• [What is needed]:
Keep only the lines from the start of the data through the line containing "then shared read-only", and output them exactly.

• [Record set]:
★ ★ ★ ★ ★ ★ ★
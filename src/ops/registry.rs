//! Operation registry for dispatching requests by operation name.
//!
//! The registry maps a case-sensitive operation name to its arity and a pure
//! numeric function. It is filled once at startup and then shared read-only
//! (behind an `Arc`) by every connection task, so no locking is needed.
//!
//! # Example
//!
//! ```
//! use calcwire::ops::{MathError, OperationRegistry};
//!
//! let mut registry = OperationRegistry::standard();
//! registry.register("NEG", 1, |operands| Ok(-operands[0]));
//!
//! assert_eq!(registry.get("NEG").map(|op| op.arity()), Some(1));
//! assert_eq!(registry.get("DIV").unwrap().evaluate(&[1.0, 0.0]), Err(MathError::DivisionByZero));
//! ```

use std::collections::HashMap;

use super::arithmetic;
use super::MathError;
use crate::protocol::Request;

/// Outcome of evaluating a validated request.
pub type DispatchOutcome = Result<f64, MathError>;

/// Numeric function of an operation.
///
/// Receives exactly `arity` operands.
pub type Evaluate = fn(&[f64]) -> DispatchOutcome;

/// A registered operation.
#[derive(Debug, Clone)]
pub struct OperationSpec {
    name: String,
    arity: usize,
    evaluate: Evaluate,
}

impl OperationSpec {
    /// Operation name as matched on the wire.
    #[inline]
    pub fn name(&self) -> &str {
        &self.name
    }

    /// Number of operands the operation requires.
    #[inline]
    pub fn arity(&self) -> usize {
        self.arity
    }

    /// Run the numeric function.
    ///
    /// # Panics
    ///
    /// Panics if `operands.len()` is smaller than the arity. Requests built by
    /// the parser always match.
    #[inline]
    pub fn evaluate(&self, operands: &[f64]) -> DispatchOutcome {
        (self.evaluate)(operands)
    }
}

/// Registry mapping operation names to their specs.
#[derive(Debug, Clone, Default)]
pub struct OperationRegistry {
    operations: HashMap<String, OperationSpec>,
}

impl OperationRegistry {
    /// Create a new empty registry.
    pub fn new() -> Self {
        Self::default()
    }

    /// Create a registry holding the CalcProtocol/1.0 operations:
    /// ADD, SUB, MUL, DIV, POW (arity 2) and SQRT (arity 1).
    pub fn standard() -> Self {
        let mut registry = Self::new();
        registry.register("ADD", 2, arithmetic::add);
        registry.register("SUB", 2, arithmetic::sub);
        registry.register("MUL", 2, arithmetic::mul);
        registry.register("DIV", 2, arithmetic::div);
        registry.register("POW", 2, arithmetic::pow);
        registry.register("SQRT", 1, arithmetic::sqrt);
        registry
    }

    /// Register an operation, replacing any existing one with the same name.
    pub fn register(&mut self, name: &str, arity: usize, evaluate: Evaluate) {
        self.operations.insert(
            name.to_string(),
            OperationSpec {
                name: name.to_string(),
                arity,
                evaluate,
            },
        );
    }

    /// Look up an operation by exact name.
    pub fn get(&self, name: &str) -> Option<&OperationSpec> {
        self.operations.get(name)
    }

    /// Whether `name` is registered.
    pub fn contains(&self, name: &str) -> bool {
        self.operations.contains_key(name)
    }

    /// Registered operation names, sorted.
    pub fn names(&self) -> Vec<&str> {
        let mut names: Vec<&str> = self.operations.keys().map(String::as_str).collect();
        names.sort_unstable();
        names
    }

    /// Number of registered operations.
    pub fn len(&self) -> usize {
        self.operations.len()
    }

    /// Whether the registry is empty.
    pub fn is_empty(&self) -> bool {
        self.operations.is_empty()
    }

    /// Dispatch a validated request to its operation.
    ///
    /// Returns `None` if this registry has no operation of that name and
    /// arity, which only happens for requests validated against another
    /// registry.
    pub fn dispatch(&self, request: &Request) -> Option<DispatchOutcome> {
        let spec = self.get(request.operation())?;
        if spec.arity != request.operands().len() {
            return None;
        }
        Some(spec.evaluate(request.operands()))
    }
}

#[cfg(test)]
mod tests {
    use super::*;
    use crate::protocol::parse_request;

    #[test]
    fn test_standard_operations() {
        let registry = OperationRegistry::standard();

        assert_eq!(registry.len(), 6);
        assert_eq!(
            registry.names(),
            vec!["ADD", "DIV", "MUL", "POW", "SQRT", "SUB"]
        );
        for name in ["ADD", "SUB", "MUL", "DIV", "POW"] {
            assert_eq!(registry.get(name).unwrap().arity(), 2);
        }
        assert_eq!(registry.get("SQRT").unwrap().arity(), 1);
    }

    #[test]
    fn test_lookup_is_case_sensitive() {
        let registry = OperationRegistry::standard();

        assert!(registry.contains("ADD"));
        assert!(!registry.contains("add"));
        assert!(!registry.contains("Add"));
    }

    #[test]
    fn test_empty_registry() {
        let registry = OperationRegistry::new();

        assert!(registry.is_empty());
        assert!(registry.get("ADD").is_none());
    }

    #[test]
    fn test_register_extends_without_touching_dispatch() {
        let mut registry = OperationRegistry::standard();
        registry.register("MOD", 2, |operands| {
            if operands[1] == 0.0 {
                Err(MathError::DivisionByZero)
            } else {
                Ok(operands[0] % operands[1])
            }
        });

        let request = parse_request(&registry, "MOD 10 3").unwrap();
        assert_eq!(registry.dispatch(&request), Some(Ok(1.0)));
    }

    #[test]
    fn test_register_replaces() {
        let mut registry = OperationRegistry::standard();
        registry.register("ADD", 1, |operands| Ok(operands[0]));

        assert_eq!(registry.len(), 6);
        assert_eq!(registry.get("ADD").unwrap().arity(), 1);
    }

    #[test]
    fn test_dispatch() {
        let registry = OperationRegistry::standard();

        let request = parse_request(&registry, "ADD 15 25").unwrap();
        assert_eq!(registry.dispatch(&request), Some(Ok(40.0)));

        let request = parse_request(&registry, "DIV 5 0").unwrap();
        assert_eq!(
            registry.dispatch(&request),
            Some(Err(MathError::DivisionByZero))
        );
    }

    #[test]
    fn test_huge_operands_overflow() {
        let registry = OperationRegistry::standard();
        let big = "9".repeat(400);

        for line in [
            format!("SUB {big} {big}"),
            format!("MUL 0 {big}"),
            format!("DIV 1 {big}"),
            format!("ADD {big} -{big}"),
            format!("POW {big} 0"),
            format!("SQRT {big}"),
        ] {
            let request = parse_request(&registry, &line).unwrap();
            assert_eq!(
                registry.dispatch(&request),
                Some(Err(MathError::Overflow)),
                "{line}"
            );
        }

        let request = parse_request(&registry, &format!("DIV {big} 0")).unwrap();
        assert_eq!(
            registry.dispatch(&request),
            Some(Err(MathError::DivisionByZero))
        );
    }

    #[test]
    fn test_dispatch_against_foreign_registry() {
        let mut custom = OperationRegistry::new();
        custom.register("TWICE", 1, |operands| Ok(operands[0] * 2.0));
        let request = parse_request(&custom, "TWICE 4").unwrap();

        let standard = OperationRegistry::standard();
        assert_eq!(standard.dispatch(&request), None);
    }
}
★ ★ ★ ★ ★ ★ ★
• [Response]:
filename src/ops/registry.rs
//! Operation registry for dispatching requests by operation name.
//!
//! The registry maps a case-sensitive operation name to its arity and a pure
//! numeric function. It is filled once at startup and then shared read-only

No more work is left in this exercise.